I fear translation and prefer guesswork which is why I don't know exactly what Juana Molina's lyrics are. I know what they do. They're not interested in cutting the world into shape. They're interested in cutting the air into shape, the space into shape. And through that, they gain meaning. Since 2006's Son (the record that first clued me – and a just-as-sublime yet quieter foray into the territory Una Dia explodes itself into) Molina has found a way to treat voices that is entirely transformative but never inhuman, taking what's picked up through the steel mesh and turning it into tactile colour, scattering breath and voice across the canvass.
When do the words come?
“At the very end. They can be very matter of fact. They can be entirely surreal. They can be something I've heard at home, or Life is like that.I know when a song is done when I start wanting words for it.”
And what are those words about (please don't tell me don't tell me please. . .)?
“Don't be so lazy.
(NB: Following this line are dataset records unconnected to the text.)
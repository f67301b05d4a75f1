use billard_scene::ShaderProgram;

/// Uniform block and vertex stage shared by the built-in programs. Custom
/// WGSL sources must declare the same block at group 0, binding 0.
const COMMON: &str = r#"
struct Uniforms {
    model: mat4x4<f32>,
    view: mat4x4<f32>,
    projection: mat4x4<f32>,
    view_pos: vec3<f32>,
    shininess: f32,
    light_position: vec3<f32>,
    refraction_index: f32,
    light_ambient: vec3<f32>,
    light_diffuse: vec3<f32>,
    light_specular: vec3<f32>,
    light_color: vec3<f32>,
    material_ambient: vec3<f32>,
    material_diffuse: vec3<f32>,
    material_specular: vec3<f32>,
};

@group(0) @binding(0)
var<uniform> u: Uniforms;

struct VertexInput {
    @location(0) position: vec3<f32>,
    @location(1) normal: vec3<f32>,
};

struct VertexOutput {
    @builtin(position) clip_position: vec4<f32>,
    @location(0) world_pos: vec3<f32>,
    @location(1) world_normal: vec3<f32>,
};

@vertex
fn vs_main(vertex: VertexInput) -> VertexOutput {
    let world = u.model * vec4<f32>(vertex.position, 1.0);
    // model is translate * scale, so the normal matrix is the inverse scale
    let scale = vec3<f32>(
        length(u.model[0].xyz),
        length(u.model[1].xyz),
        length(u.model[2].xyz),
    );

    var out: VertexOutput;
    out.clip_position = u.projection * u.view * world;
    out.world_pos = world.xyz;
    out.world_normal = normalize(vertex.normal / scale);
    return out;
}

fn phong(in: VertexOutput) -> vec3<f32> {
    let n = normalize(in.world_normal);
    let light_dir = normalize(u.light_position - in.world_pos);
    let view_dir = normalize(u.view_pos - in.world_pos);

    let ambient = u.light_ambient * u.material_ambient;
    let diff = max(dot(n, light_dir), 0.0);
    let diffuse = u.light_diffuse * (diff * u.material_diffuse);
    let reflect_dir = reflect(-light_dir, n);
    let spec = pow(max(dot(view_dir, reflect_dir), 0.0), u.shininess);
    let specular = u.light_specular * (spec * u.material_specular);

    return (ambient + diffuse + specular) * u.light_color;
}
"#;

const PHONG_FRAGMENT: &str = r#"
@fragment
fn fs_main(in: VertexOutput) -> @location(0) vec4<f32> {
    return vec4<f32>(phong(in), 1.0);
}
"#;

const REFLECTIVE_FRAGMENT: &str = r#"
fn environment(dir: vec3<f32>) -> vec3<f32> {
    let sky = vec3<f32>(0.76, 0.88, 1.0);
    let ground = vec3<f32>(0.18, 0.12, 0.08);
    return mix(ground, sky, clamp(dir.y * 0.5 + 0.5, 0.0, 1.0));
}

@fragment
fn fs_main(in: VertexOutput) -> @location(0) vec4<f32> {
    let n = normalize(in.world_normal);
    let view_dir = normalize(in.world_pos - u.view_pos);
    let mirrored = environment(reflect(view_dir, n));
    let color = mix(phong(in), mirrored, clamp(u.refraction_index, 0.0, 1.0));
    return vec4<f32>(color, 1.0);
}
"#;

/// WGSL source of a built-in program.
pub fn builtin_source(program: ShaderProgram) -> String {
    let fragment = match program {
        ShaderProgram::Phong => PHONG_FRAGMENT,
        ShaderProgram::Reflective => REFLECTIVE_FRAGMENT,
    };
    format!("{COMMON}{fragment}")
}

#[cfg(test)]
mod tests {
    use super::*;

    #[test]
    fn programs_share_entry_points() {
        for program in [ShaderProgram::Phong, ShaderProgram::Reflective] {
            let src = builtin_source(program);
            assert!(src.contains("fn vs_main"));
            assert!(src.contains("fn fs_main"));
            assert!(src.contains("@group(0) @binding(0)"));
        }
    }

    #[test]
    fn only_reflective_reads_refraction_index() {
        assert!(!PHONG_FRAGMENT.contains("refraction_index"));
        assert!(REFLECTIVE_FRAGMENT.contains("u.refraction_index"));
    }
}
You find out!”
Hallelujah. Is 'Los Hongos De La Marosa' about Marosa Di Giorgio?
“Yes! How the hell did you find that out? Get 'Flor De Lis'. If I had to read one more book for the rest of my life it would be that one.”
And if I had to listen to one album for the rest of the year it would be 'Una Dia'. Hope when you most need it. A vanishing trick for your heart, head and soul. An escape route, dammit. Go on. Wander. Recall wonder, love again.
And this is her official site and an ace and skill thing it is too
(From Plan B Magazine, 2008)
(From Plan B Magazine, 2008)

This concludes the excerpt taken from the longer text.